References: PennState Extension, University of Arizona College of Agriculture & Life Sciences, University of Georgia Extension.
PESTS & DISEASE
Tarnished plant or lygus bugs commonly feed on young bean pods causing bud and flower loss, pitting, and blemishes. Some beans, like vine varieties, are more susceptible to the bugs which will produce multiple generations each year. Controlling weeds and insecticide applications can help control this pest.
Wireworms or click beetles typically feed on roots and seeds. While eggs are laid in early spring, the larvae hatch within a week and can live for several years in the soil. Due to this long lifecycle, wireworms can be present at any time of year and attack plants in various stages of growth.
Other common pests include aphids, armyworms, bean weevils, earworms, borers, grasshoppers, leafhoppers, leafminers, maggots, nematodes, snails, slugs, and whiteflies.
Common bean mosaic virus often causes stunted growth, mottling, and malformed leaves that can be afflicted with yellowish or green patches. The virus is often spread by aphids, through direct contact or seeds. Some seed varieties are now resistant to the disease.

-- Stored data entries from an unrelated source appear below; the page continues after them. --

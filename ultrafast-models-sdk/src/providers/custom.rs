use crate::error::ProviderError;
use crate::models::{
    AudioRequest, AudioResponse, ChatRequest, ChatResponse, EmbeddingRequest, EmbeddingResponse,
    ImageRequest, ImageResponse, SpeechRequest, SpeechResponse, StreamChunk,
};
use crate::providers::http_client::map_error_response;
use crate::providers::{HealthStatus, Provider, ProviderConfig, ProviderHealth, StreamResult};
use async_stream::stream;
use serde_json::json;

use reqwest::Client;

use std::collections::HashMap;
use std::time::Instant;

#[derive(Debug, Clone)]
pub struct CustomProviderConfig {
    pub chat_endpoint: String,
    pub embedding_endpoint: Option<String>,
    pub image_endpoint: Option<String>,
    pub audio_endpoint: Option<String>,
    pub speech_endpoint: Option<String>,
    pub request_format: RequestFormat,
    pub response_format: ResponseFormat,
    pub auth_type: AuthType,
}

#[derive(Debug, Clone)]
pub enum RequestFormat {
    OpenAI,
    Anthropic,
    Custom { template: String },
}

#[derive(Debug, Clone)]
pub enum ResponseFormat {
    OpenAI,
    Anthropic,
    Custom { template: String },
}

#[derive(Debug, Clone)]
pub enum AuthType {
    Bearer,
    ApiKey,
    Custom { header: String },
    None,
}

pub struct CustomProvider {
    client: Client,
    config: ProviderConfig,
    custom_config: CustomProviderConfig,
    base_url: String,
}

impl CustomProvider {
    pub fn new(
        config: ProviderConfig,
        custom_config: CustomProviderConfig,
    ) -> Result<Self, ProviderError> {
        let client = Client::builder()
            .timeout(config.timeout)
            .build()
            .map_err(|e| ProviderError::Configuration {
                message: format!("Failed to create HTTP client: {e}"),
            })?;

        let base_url = config
            .base_url
            .clone()
            .unwrap_or_else(|| "http://localhost:8080".to_string());

        Ok(Self {
            client,
            config,
            custom_config,
            base_url,
        })
    }

    fn build_headers(&self) -> reqwest::header::HeaderMap {
        let mut headers = reqwest::header::HeaderMap::new();

        headers.insert("Content-Type", "application/json".parse().unwrap());

        // Add authentication header
        match &self.custom_config.auth_type {
            AuthType::Bearer => {
                headers.insert(
                    "Authorization",
                    format!("Bearer {}", self.config.api_key).parse().unwrap(),
                );
            }
            AuthType::ApiKey => {
                headers.insert("X-API-Key", self.config.api_key.parse().unwrap());
            }
            AuthType::Custom { header } => {
                headers.insert(
                    header.parse::<reqwest::header::HeaderName>().unwrap(),
                    self.config.api_key.parse().unwrap(),
                );
            }
            AuthType::None => {}
        }

        for (key, value) in &self.config.headers {
            if let (Ok(header_name), Ok(header_value)) =
                (key.parse::<reqwest::header::HeaderName>(), value.parse())
            {
                headers.insert(header_name, header_value);
            }
        }

        headers
    }

    fn map_model(&self, model: &str) -> String {
        self.config
            .model_mapping
            .get(model)
            .cloned()
            .unwrap_or_else(|| model.to_string())
    }

    // Use shared map_error_response

    fn format_request(&self, request: &ChatRequest) -> Result<serde_json::Value, ProviderError> {
        match &self.custom_config.request_format {
            RequestFormat::OpenAI => Ok(json!({
                "model": self.map_model(&request.model),
                "messages": request.messages,
                "temperature": request.temperature,
                "max_tokens": request.max_tokens,
                "stream": request.stream,
            })),
            RequestFormat::Anthropic => {
                let messages = request
                    .messages
                    .iter()
                    .map(|msg| {
                        json!({
                            "role": match msg.role {
                                crate::models::Role::User => "user",
                                crate::models::Role::Assistant => "assistant",
                                crate::models::Role::System => "system",
                                crate::models::Role::Tool => "user",
                            },
                            "content": msg.content
                        })
                    })
                    .collect::<Vec<_>>();

                Ok(json!({
                    "model": self.map_model(&request.model),
                    "messages": messages,
                    "temperature": request.temperature,
                    "max_tokens": request.max_tokens,
                    "stream": request.stream,
                }))
            }
            RequestFormat::Custom { template } => {
                // Simple template substitution - in a real implementation, you'd want a proper templating engine
                let mut formatted = template.clone();
                formatted = formatted.replace("{{model}}", &self.map_model(&request.model));
                formatted = formatted.replace(
                    "{{temperature}}",
                    &request.temperature.unwrap_or(0.7).to_string(),
                );
                formatted = formatted.replace(
                    "{{max_tokens}}",
                    &request.max_tokens.unwrap_or(100).to_string(),
                );

                serde_json::from_str(&formatted).map_err(|e| ProviderError::Configuration {
                    message: format!("Invalid custom request template: {e}"),
                })
            }
        }
    }

    fn parse_response(&self, response: serde_json::Value) -> Result<ChatResponse, ProviderError> {
        match &self.custom_config.response_format {
            ResponseFormat::OpenAI => {
                let chat_response: ChatResponse =
                    serde_json::from_value(response).map_err(ProviderError::Serialization)?;
                Ok(chat_response)
            }
            ResponseFormat::Anthropic => {
                // Convert Anthropic format to OpenAI format
                let chat_response = ChatResponse {
                    id: response["id"].as_str().unwrap_or("").to_string(),
                    object: "chat.completion".to_string(),
                    created: chrono::Utc::now().timestamp() as u64,
                    model: response["model"].as_str().unwrap_or("").to_string(),
                    choices: vec![crate::models::Choice {
                        index: 0,
                        message: crate::models::Message {
                            role: crate::models::Role::Assistant,
                            content: response["content"][0]["text"]
                                .as_str()
                                .unwrap_or("")
                                .to_string(),
                            name: None,
                            tool_calls: None,
                            tool_call_id: None,
                        },
                        finish_reason: Some("stop".to_string()),
                        logprobs: None,
                    }],
                    usage: Some(crate::models::Usage {
                        prompt_tokens: response["usage"]["input_tokens"].as_u64().unwrap_or(0)
                            as u32,
                        completion_tokens: response["usage"]["output_tokens"].as_u64().unwrap_or(0)
                            as u32,
                        total_tokens: response["usage"]["input_tokens"].as_u64().unwrap_or(0)
                            as u32
                            + response["usage"]["output_tokens"].as_u64().unwrap_or(0) as u32,
                    }),
                    system_fingerprint: None,
                };
                Ok(chat_response)
            }
            ResponseFormat::Custom { template } => {
                // Simple template parsing - in a real implementation, you'd want a proper templating engine
                let response_str =
                    serde_json::to_string(&response).map_err(ProviderError::Serialization)?;

                let mut formatted = template.clone();
                formatted = formatted.replace("{{response}}", &response_str);

                serde_json::from_str(&formatted).map_err(|e| ProviderError::Configuration {
                    message: format!("Invalid custom response template: {e}"),
                })
            }
        }
    }
}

White mold is a bacterium that leads to white fluffy growths on blossoms, stems, branches, and pods. The fungus spreads via spores and settles into watery areas on plants. While considered a fungal disease, white mold often emerges in cool, moist conditions. Crop rotation, less crowded rows for good air flow, careful irrigation, and fungicides can help with prevention.
Beans can also be affected by Alternaria leaf and pod spot, blight, curly top, downy mildew, various types of rust, curly top, damping off, bacterial spot, a variety of rots, anthracnose, and seed spotting.
References: University of California Statewide Pest Management Program, University of Georgia Extension, University of Illinois Extension.